Montag, 17. März 2025

sucessful weight maintenance Dr. James Hill

What do people do who manage to sucessfully maintain their weight after substantial weight loss 

Dr. James Hill 


they track their weight daily 

they are physically active for at least an hour every day mostly walking and also muscle training

they track their daily activity  (steps and all other stuff they do) 

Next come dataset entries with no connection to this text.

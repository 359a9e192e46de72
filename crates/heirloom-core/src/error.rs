use gh_client::TransportError;
use heirloom_config::ConfigError;
use thiserror::Error;

/// The fetched hierarchy cannot be trusted
#[derive(Error, Debug, Clone, PartialEq, Eq)]
pub enum StructuralError {
    #[error("Cycle in issue hierarchy: {}", format_cycle(.issues))]
    Cycle { issues: Vec<u64> },

    #[error("Issue #{number} was returned more than once")]
    DuplicateIssue { number: u64 },
}

fn format_cycle(issues: &[u64]) -> String {
    let mut parts: Vec<String> = issues.iter().map(|n| format!("#{}", n)).collect();
    if let Some(first) = issues.first() {
        parts.push(format!("#{}", first));
    }
    parts.join(" -> ")
}

/// Errors that abort a whole run
#[derive(Error, Debug)]
pub enum RunError {
    #[error("Invalid configuration: {0}")]
    Config(#[from] ConfigError),

    #[error(transparent)]
    Structural(#[from] StructuralError),

    #[error("Failed to fetch issues for {repository}: {source}")]
    Fetch {
        repository: String,
        #[source]
        source: TransportError,
    },
}

#[cfg(test)]
mod tests {
    use super::*;

    #[test]
    fn test_cycle_display_closes_the_loop() {
        let err = StructuralError::Cycle {
            issues: vec![1, 2, 3],
        };
        assert_eq!(
            err.to_string(),
            "Cycle in issue hierarchy: #1 -> #2 -> #3 -> #1"
        );
    }

    #[test]
    fn test_self_loop_display() {
        let err = StructuralError::Cycle { issues: vec![4] };
        assert_eq!(err.to_string(), "Cycle in issue hierarchy: #4 -> #4");
    }
}
//! Transport errors reported by issue clients

use thiserror::Error;

/// Errors that can occur while talking to GitHub
#[derive(Error, Debug, Clone, PartialEq)]
pub enum TransportError {
    #[error("rate limited by GitHub: {0}")]
    RateLimited(String),

    #[error("authentication failed: {0}")]
    Auth(String),

    #[error("GitHub API returned {status}: {message}")]
    Http { status: u16, message: String },

    #[error("network error: {0}")]
    Network(String),

    #[error("GraphQL error: {}", .0.join("; "))]
    GraphQl(Vec<String>),

    #[error("unexpected response: {0}")]
    Decode(String),
}

impl TransportError {
    /// Whether repeating the same request may succeed
    pub fn is_retryable(&self) -> bool {
        match self {
            TransportError::RateLimited(_) | TransportError::Network(_) => true,
            TransportError::Http { status, .. } => *status >= 500,
            _ => false,
        }
    }

    /// Whether GitHub refused the request before acting on it
    ///
    /// Only these errors are safe to retry for writes; anything else may
    /// have reached the server and produced a comment already.
    pub fn is_rejected_before_write(&self) -> bool {
        matches!(self, TransportError::RateLimited(_))
    }
}

impl From<octocrab::Error> for TransportError {
    fn from(err: octocrab::Error) -> Self {
        match err {
            octocrab::Error::GitHub { source, .. } => {
                let status = source.status_code.as_u16();
                let message = source.message.clone();
                match status {
                    401 => TransportError::Auth(message),
                    429 => TransportError::RateLimited(message),
                    403 if message.to_lowercase().contains("rate limit") => {
                        TransportError::RateLimited(message)
                    }
                    _ => TransportError::Http { status, message },
                }
            }
            octocrab::Error::Serde { source, .. } => TransportError::Decode(source.to_string()),
            octocrab::Error::Json { source, .. } => TransportError::Decode(source.to_string()),
            other => TransportError::Network(other.to_string()),
        }
    }
}
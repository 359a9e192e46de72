//! GitHub issue client with retry support
//!
//! This crate provides a trait-based client for the parts of the GitHub API
//! that heirloom needs: reading a repository's issues together with their
//! sub-issue hierarchy, and posting comments. Retry behavior is composed with
//! the base client as a decorator.
//!
//! # Architecture
//!
//! ```text
//! ┌─────────────────────────────────────────────────┐
//! │               IssueClient trait                  │
//! │  - fetch_issues()                                │
//! │  - post_comment()                                │
//! └─────────────────────────────────────────────────┘
//!                        │
//!        ┌───────────────┴───────────────┐
//!        ▼                               ▼
//! ┌─────────────────┐         ┌─────────────────────┐
//! │ OctocrabClient  │         │ RetryingIssueClient │
//! │ (direct API)    │◄────────│ (decorator)         │
//! └─────────────────┘         └─────────────────────┘
//! ```
//!
//! # Example
//!
//! ```rust,no_run
//! use gh_client::{IssueClient, OctocrabClient, RetryPolicy, RetryingIssueClient};
//! use std::sync::Arc;
//!
//! # async fn example() -> anyhow::Result<()> {
//! let octocrab = octocrab::Octocrab::builder()
//!     .personal_token("token".to_string())
//!     .build()?;
//!
//! let client = RetryingIssueClient::new(
//!     OctocrabClient::new(Arc::new(octocrab)),
//!     RetryPolicy::default(),
//! );
//!
//! let outcome = client.fetch_issues("owner", "repo").await?;
//! # Ok(())
//! # }
//! ```

pub mod client;
pub mod connect;
pub mod error;
mod graphql;
pub mod octocrab_client;
pub mod retrying_client;
pub mod types;

/// Default GitHub host (public GitHub)
pub const DEFAULT_HOST: &str = "github.com";

pub use client::IssueClient;
pub use connect::{connect, TokenResolver};
pub use error::TransportError;
pub use octocrab_client::OctocrabClient;
pub use retrying_client::{RetryPolicy, RetryingIssueClient};
pub use types::{FetchOutcome, Issue, IssueState, UnresolvedIssue};

// Re-export octocrab so consumers don't need to depend on it directly
pub use octocrab;
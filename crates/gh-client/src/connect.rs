//! Token resolution and client construction
//!
//! Resolves a GitHub token the way a workflow or a developer shell provides
//! it, and builds an octocrab-backed client for github.com or an enterprise
//! host.

use crate::{OctocrabClient, DEFAULT_HOST};
use anyhow::{Context, Result};
use log::{debug, info};
use octocrab::Octocrab;
use std::sync::Arc;

/// Environment variable a GitHub Action input `github-token` arrives in
pub const ACTION_TOKEN_VAR: &str = "INPUT_GITHUB-TOKEN";

/// Resolves GitHub tokens
///
/// Tries multiple sources in order:
/// 1. An explicitly configured token
/// 2. The `github-token` action input (`INPUT_GITHUB-TOKEN`)
/// 3. Host-specific env var (e.g., `GITHUB_TOKEN_GHE_EXAMPLE_COM`)
/// 4. Generic `GITHUB_TOKEN` or `GH_TOKEN` (github.com only)
/// 5. `gh auth token --hostname {host}` command
#[derive(Debug, Clone, Default)]
pub struct TokenResolver {
    explicit: Option<String>,
}

impl TokenResolver {
    /// Create a new token resolver, preferring `explicit` when given
    pub fn new(explicit: Option<String>) -> Self {
        Self {
            explicit: explicit.filter(|t| !t.trim().is_empty()),
        }
    }

    /// Get a token for the given host
    ///
    /// # Arguments
    ///
    /// * `host` - The GitHub host (None = github.com)
    pub async fn get_token(&self, host: Option<&str>) -> Result<String> {
        let host = host.unwrap_or(DEFAULT_HOST);

        if let Some(token) = &self.explicit {
            debug!("Using explicitly configured token for host {}", host);
            return Ok(token.clone());
        }

        if let Some(token) = non_empty_env(ACTION_TOKEN_VAR) {
            debug!("Using token from action input for host {}", host);
            return Ok(token);
        }

        let env_key = host_env_key(host);
        if let Some(token) = non_empty_env(&env_key) {
            debug!("Using token from env var {} for host {}", env_key, host);
            return Ok(token);
        }

        if host == DEFAULT_HOST {
            if let Some(token) = non_empty_env("GITHUB_TOKEN").or_else(|| non_empty_env("GH_TOKEN")) {
                debug!("Using default token (GITHUB_TOKEN/GH_TOKEN) for github.com");
                return Ok(token);
            }
        }

        debug!("Trying gh auth token for host {}", host);
        let output = tokio::process::Command::new("gh")
            .args(["auth", "token", "--hostname", host])
            .output()
            .await
            .context("Failed to run 'gh auth token'")?;

        if output.status.success() {
            let token = String::from_utf8(output.stdout)
                .context("Invalid UTF-8 in gh auth token output")?
                .trim()
                .to_string();
            if !token.is_empty() {
                debug!("Using token from gh CLI for host {}", host);
                return Ok(token);
            }
        }

        Err(anyhow::anyhow!(
            "No token found for host '{}'. \
             Set {}, GITHUB_TOKEN or run 'gh auth login --hostname {}'",
            host,
            env_key,
            host
        ))
    }
}

/// Host-specific token variable name, e.g. `GITHUB_TOKEN_GHE_EXAMPLE_COM`
fn host_env_key(host: &str) -> String {
    format!(
        "GITHUB_TOKEN_{}",
        host.replace(['.', '-'], "_").to_uppercase()
    )
}

fn non_empty_env(key: &str) -> Option<String> {
    std::env::var(key).ok().filter(|v| !v.trim().is_empty())
}

/// Build a client for the given host
///
/// # Arguments
///
/// * `token` - GitHub token with `issues: write` permission
/// * `host` - The GitHub host (None = github.com)
pub fn connect(token: String, host: Option<&str>) -> Result<OctocrabClient> {
    let effective_host = host.unwrap_or(DEFAULT_HOST);
    info!("Creating GitHub client for host: {}", effective_host);

    let mut builder = Octocrab::builder().personal_token(token);

    if effective_host != DEFAULT_HOST {
        let uri = format!("https://{}/api/v3", effective_host);
        builder = builder.base_uri(&uri).context("Failed to set base URI")?;
    }

    let octocrab = builder.build().context("Failed to build Octocrab client")?;
    Ok(OctocrabClient::new(Arc::new(octocrab)))
}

they are consistent - they don't take a day or days or a weekend or holidays off 

they have consistent eating habits 

they monitor their food intake -i.e. calories - calorie density - nutrient density 

make sure your diet is satiating : protein and fiber 

they never give up - it's a mindset thing - stick with it - never give up - if you slip, get back on track

they know that it's a lifestyle change for ever - and life gets in the way so how do you live long term with it- how do you arrange your life style so that it is sustainable for ever 

sleep is important it's crucial 



The National Weight Control Registry (NWCR) is a long-term study of individuals who have successfully maintained significant weight loss. The registry tracks people who have lost at least 13.6 kg (30 lbs) and kept it off for at least one year, though many have maintained their weight loss for much longer. Here are the key findings on what successful maintainers do:

Key Habits of Successful Weight Maintainers

  1. Regular Physical Activity

    • The majority (about 90%) exercise at least one hour per day, often walking as their primary form of activity.
  2. Consistent Eating Patterns

    • 78% eat breakfast daily to help regulate appetite and prevent overeating later.
    • Most follow a low-calorie (~1300–1800 kcal/day) and low-fat diet (high in protein and fiber).
    • They tend to have a consistent eating routine across weekdays and weekends.
  3. Self-Monitoring

    • 75% weigh themselves at least once a week, allowing them to adjust their habits if they start gaining weight.
    • Many track their food intake and exercise to stay accountable.
  4. Low TV and Screen Time

    • On average, they watch fewer than 10 hours of TV per week, reducing sedentary time and mindless eating.
  5. Eating at Home and Meal Planning

    • They prepare most of their meals at home, limiting restaurant and fast food consumption.
  6. Cognitive and Behavioral Strategies

    • They use strategies such as goal setting, problem-solving, and mindful eating to maintain their weight.
    • They do not allow occasional slip-ups to derail progress—instead, they get back on track quickly.
  7. Social Support and Lifestyle Mindset

    • Many have supportive family or social networks that encourage healthy habits.
    • They see their new lifestyle as permanent, not as a temporary diet.